[Saved data entries]
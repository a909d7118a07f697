//! Tool configuration management for `critpath.toml`.
//!
//! # Module Structure
//!
//! ```text
//! config/
//! ├── section/       # Configuration section definitions
//! │   ├── cache      # [cache]
//! │   ├── request    # [request]
//! │   ├── site       # [site]
//! │   └── store      # [store]
//! ├── types/         # Utility types
//! │   ├── error      # ConfigError, ConfigDiagnostics
//! │   └── field      # FieldPath
//! ├── util           # Config file lookup, path expansion
//! └── mod.rs         # Config (this file)
//! ```
//!
//! # Sections
//!
//! | Section     | Purpose                                          |
//! |-------------|--------------------------------------------------|
//! | `[site]`    | Site root and theme URLs                         |
//! | `[store]`   | Option store file holding the settings record    |
//! | `[cache]`   | Transient cache directory and TTL                |
//! | `[request]` | Default request flags for `render`               |
//!
//! Every section is optional. Without a config file the defaults apply and
//! the project root is the working directory.

pub mod section;
pub mod types;
mod util;

use util::find_config_file;

pub use section::{CacheConfig, RequestConfig, SiteConfig, StoreConfig};
pub use types::{ConfigDiagnostics, ConfigError, FieldPath};

use crate::cli::{Cli, Commands};
use crate::debug;
use anyhow::{Context, Result};
use serde::{Deserialize, Serialize};
use std::{
    fs,
    path::{Path, PathBuf},
};

// ============================================================================
// root configuration
// ============================================================================

/// Root configuration structure representing critpath.toml
#[derive(Debug, Clone, Default, Serialize, Deserialize)]
pub struct Config {
    /// Absolute path to the config file (internal use only)
    #[serde(skip)]
    pub config_path: PathBuf,

    /// Project root directory - parent of config file (internal use only)
    #[serde(skip)]
    pub root: PathBuf,

    #[serde(default)]
    pub site: SiteConfig,

    #[serde(default)]
    pub store: StoreConfig,

    #[serde(default)]
    pub cache: CacheConfig,

    #[serde(default)]
    pub request: RequestConfig,
}

impl Config {
    /// Load configuration from CLI arguments.
    ///
    /// Searches upward from cwd for the config file. The project root is the
    /// config file's parent directory, or cwd when there is no file.
    pub fn load(cli: &Cli) -> Result<Self> {
        let cwd = std::env::current_dir().context("Failed to get current working directory")?;

        let mut config = match find_config_file(&cli.config) {
            Some(path) => {
                let mut config = Self::from_path(&path)?;
                config.root = path.parent().map(Path::to_path_buf).unwrap_or(cwd);
                config.config_path = path;
                config
            }
            None => {
                debug!("config"; "{} not found, using defaults", cli.config.display());
                Self {
                    config_path: cwd.join(&cli.config),
                    root: cwd,
                    ..Self::default()
                }
            }
        };

        config.finalize(cli);
        config.validate()?;
        Ok(config)
    }

    /// Load configuration from file path with unknown field detection.
    fn from_path(path: &Path) -> Result<Self> {
        let content =
            fs::read_to_string(path).map_err(|err| ConfigError::Io(path.to_path_buf(), err))?;

        let (config, ignored) = Self::parse_with_ignored(&content)?;

        let mut diag = ConfigDiagnostics::new();
        for field in ignored {
            diag.unknown_field(field);
        }
        let display_path = path
            .file_name()
            .map(|n| n.to_string_lossy())
            .unwrap_or_else(|| path.to_string_lossy());
        diag.print_warnings(&display_path);

        Ok(config)
    }

    /// Parse TOML content, collecting any unknown fields.
    fn parse_with_ignored(content: &str) -> Result<(Self, Vec<String>), ConfigError> {
        let mut ignored = Vec::new();
        let deserializer = toml::Deserializer::new(content);
        let config = serde_ignored::deserialize(deserializer, |path: serde_ignored::Path| {
            ignored.push(path.to_string());
        })?;
        Ok((config, ignored))
    }

    /// Get the root directory path
    pub fn get_root(&self) -> &Path {
        &self.root
    }

    // ========================================================================
    // cli configuration updates
    // ========================================================================

    /// Resolve paths and apply command-specific options.
    fn finalize(&mut self, cli: &Cli) {
        let root = self.root.clone();
        self.store.normalize(&root);
        self.cache.normalize(&root);
        self.apply_command_options(cli);
    }

    /// Apply command-specific configuration options.
    fn apply_command_options(&mut self, cli: &Cli) {
        if let Commands::Render {
            admin_bar,
            admin,
            no_strategy,
            ..
        } = &cli.command
        {
            self.request.admin_bar |= *admin_bar;
            self.request.admin |= *admin;
            if *no_strategy {
                self.request.strategy = false;
            }
        }
    }

    // ========================================================================
    // validation
    // ========================================================================

    /// Validate configuration.
    ///
    /// Collects all validation errors and returns them at once.
    pub fn validate(&self) -> Result<()> {
        let mut diag = ConfigDiagnostics::new();

        self.site.validate(&mut diag);
        self.store.validate(&mut diag);
        self.cache.validate(&mut diag);

        diag.into_result()
            .map_err(|e| ConfigError::Diagnostics(e).into())
    }
}

// ============================================================================
// Test Helpers (available to all modules via `use crate::config::test_*`)
// ============================================================================

/// Parse a config snippet.
/// Panics if there are unknown fields (to catch config typos in tests).
#[cfg(test)]
pub fn test_parse_config(content: &str) -> Config {
    let (parsed, ignored) = Config::parse_with_ignored(content).unwrap();
    assert!(
        ignored.is_empty(),
        "test config has unknown fields: {:?}",
        ignored
    );
    parsed
}

// ============================================================================
// tests
// ============================================================================

#[cfg(test)]
mod tests {
    use super::*;

    #[test]
    fn test_invalid_toml_rejected() {
        // unclosed bracket
        let result = Config::parse_with_ignored("[site\nhome_url = \"https://x.com\"");
        assert!(matches!(result, Err(ConfigError::Toml(_))));
    }

    #[test]
    fn test_config_default() {
        let config = Config::default();
        assert_eq!(config.get_root(), Path::new(""));
        assert_eq!(config.site.home_url, "http://localhost");
        assert_eq!(config.cache.ttl, 86400);
        assert!(config.request.strategy);
    }

    #[test]
    fn test_unknown_fields_detected() {
        let content = "[site]\nhome_url = \"https://x.com\"\nhome = \"typo\"\n[unknown_section]\nfield = 1";
        let (config, ignored) = Config::parse_with_ignored(content).unwrap();

        assert_eq!(config.site.home_url, "https://x.com");
        assert!(ignored.iter().any(|f| f == "site.home"));
        assert!(ignored.iter().any(|f| f.contains("unknown_section")));
    }

    #[test]
    fn test_validate_collects_all_errors() {
        let mut config = test_parse_config("[site]\nhome_url = \"nope\"\n[cache]\nttl = 0");
        config.store.path = PathBuf::from("options.json");
        let err = config.validate().unwrap_err();
        let Some(ConfigError::Diagnostics(diag)) = err.downcast_ref::<ConfigError>() else {
            panic!("expected diagnostics, got {err}");
        };
        assert_eq!(diag.errors().len(), 2);
    }
}
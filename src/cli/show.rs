//! `critpath show`: print stored settings grouped by section.

use std::fmt::Write;

use anyhow::{Result, anyhow};
use owo_colors::OwoColorize;

use crate::config::Config;
use crate::settings::form::{self, Section};
use crate::settings::{self, Record, parse_lines, text_of};

pub fn show(config: &Config, section: Option<&str>) -> Result<()> {
    let store = super::open_store(config);
    let record = settings::get_settings(&store);
    match section {
        Some(id) => print!("{}", format_section(find_section(id)?, &record, true)),
        None => print!("{}", format_settings(&record)),
    }
    Ok(())
}

fn find_section(id: &str) -> Result<&'static Section> {
    form::SECTIONS.iter().find(|s| s.id == id).ok_or_else(|| {
        let ids: Vec<_> = form::SECTIONS.iter().map(|s| s.id).collect();
        anyhow!("unknown section `{id}`, expected one of: {}", ids.join(", "))
    })
}

/// One block per section; dependent fields are listed only while enabled.
fn format_settings(record: &Record) -> String {
    form::SECTIONS
        .iter()
        .map(|section| format_section(section, record, false))
        .collect()
}

/// A section block. `detailed` adds the section description and field help.
fn format_section(section: &Section, record: &Record, detailed: bool) -> String {
    let mut out = String::new();
    let state = if section.is_enabled(record) {
        "on".green().to_string()
    } else {
        "off".dimmed().to_string()
    };
    let _ = writeln!(out, "{} [{}]", section.title.bold(), state);
    if detailed {
        let _ = writeln!(out, "  {}", section.description.dimmed());
    }

    for field in section.visible_fields(record) {
        if detailed {
            let _ = writeln!(out, "  {} {}", field.label, format!("({})", field.help).dimmed());
        }
        let lines = parse_lines(&text_of(record.get(field.key)));
        if lines.is_empty() {
            if !detailed {
                let _ = writeln!(out, "  {}: {}", field.label, "(none)".dimmed());
            }
            continue;
        }
        if !detailed {
            let _ = writeln!(out, "  {}:", field.label);
        }
        for line in lines {
            let _ = writeln!(out, "    - {line}");
        }
    }
    out
}

#[cfg(test)]
mod tests {
    use super::*;
    use crate::logger::strip_ansi;
    use serde_json::json;

    #[test]
    fn test_format_settings() {
        let mut record = Record::new();
        record.insert("dequeue_scripts_enabled".into(), json!(1));
        record.insert("dequeue_scripts_handles".into(), json!("jquery\n\nslider"));
        record.insert("defer_scripts_blocking_handles".into(), json!("hidden"));

        let out = strip_ansi(&format_settings(&record)).into_owned();
        assert!(out.contains("Dequeue Scripts [on]\n  Script Handles:\n    - jquery\n    - slider\n"));
        assert!(!out.contains("hidden"));
        assert_eq!(out.matches("[off]").count(), 5);
    }

    #[test]
    fn test_single_section_detail() {
        let mut record = Record::new();
        record.insert("preload_assets_enabled".into(), json!("1"));
        record.insert("preload_custom_urls".into(), json!("/fonts/a.woff2"));

        let section = find_section("preload-assets").unwrap();
        let out = strip_ansi(&format_section(section, &record, true)).into_owned();
        assert!(out.starts_with("Preload Assets [on]\n  Preload critical assets"));
        assert!(out.contains("  CSS Handles (stylesheet handles to preload, one per line)\n  Custom URLs ("));
        assert!(out.ends_with("    - /fonts/a.woff2\n"));
    }

    #[test]
    fn test_unknown_section_lists_ids() {
        let err = find_section("nope").unwrap_err().to_string();
        assert!(err.contains("dequeue-stylesheets, dequeue-scripts"));
    }
}
//! `critpath render`: run one request against an asset manifest.

use std::io::{self, Write};
use std::path::Path;

use anyhow::{Context, Result};

use crate::cache::{MemoryTransients, Transients};
use crate::config::Config;
use crate::features;
use crate::host::{Manifest, Request, render_page};
use crate::settings::Settings;
use crate::{debug, log};

/// Render the `<head>` asset markup to stdout.
///
/// With `no_cache`, cached lists live only for this run.
pub fn render(config: &Config, assets: &Path, no_cache: bool) -> Result<()> {
    if no_cache {
        let transients = MemoryTransients::new();
        render_with(config, assets, &transients)?;
        debug!("render"; "{} transient(s) discarded", transients.len());
        Ok(())
    } else {
        render_with(config, assets, &super::open_transients(config))
    }
}

fn render_with(config: &Config, assets: &Path, transients: &dyn Transients) -> Result<()> {
    let manifest = Manifest::from_path(assets)?;
    let hooks = features::register_all().context("failed to register hooks")?;

    let store = super::open_store(config);
    let settings = Settings::load(&store);
    let site = config.site.urls();
    let flags = config.request.flags();
    debug!("render"; "flags: {:?}", flags);

    let mut req = Request::new(&settings, manifest.to_registry(), flags, &site, transients)
        .with_ttl(config.cache.ttl());
    let output = render_page(&hooks, &mut req);

    let mut stdout = io::stdout().lock();
    stdout.write_all(output.head.as_bytes())?;
    stdout.flush()?;

    log!(
        "render";
        "{} styles, {} scripts, separate block assets: {}",
        req.registry.styles.queue().len(),
        req.registry.scripts.queue().len(),
        output.separate_block_assets
    );
    Ok(())
}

* _What to do_: Line count for the string "join": tally the lines of the records above that contain it and give only the result.

* _Result of the exercise_: 2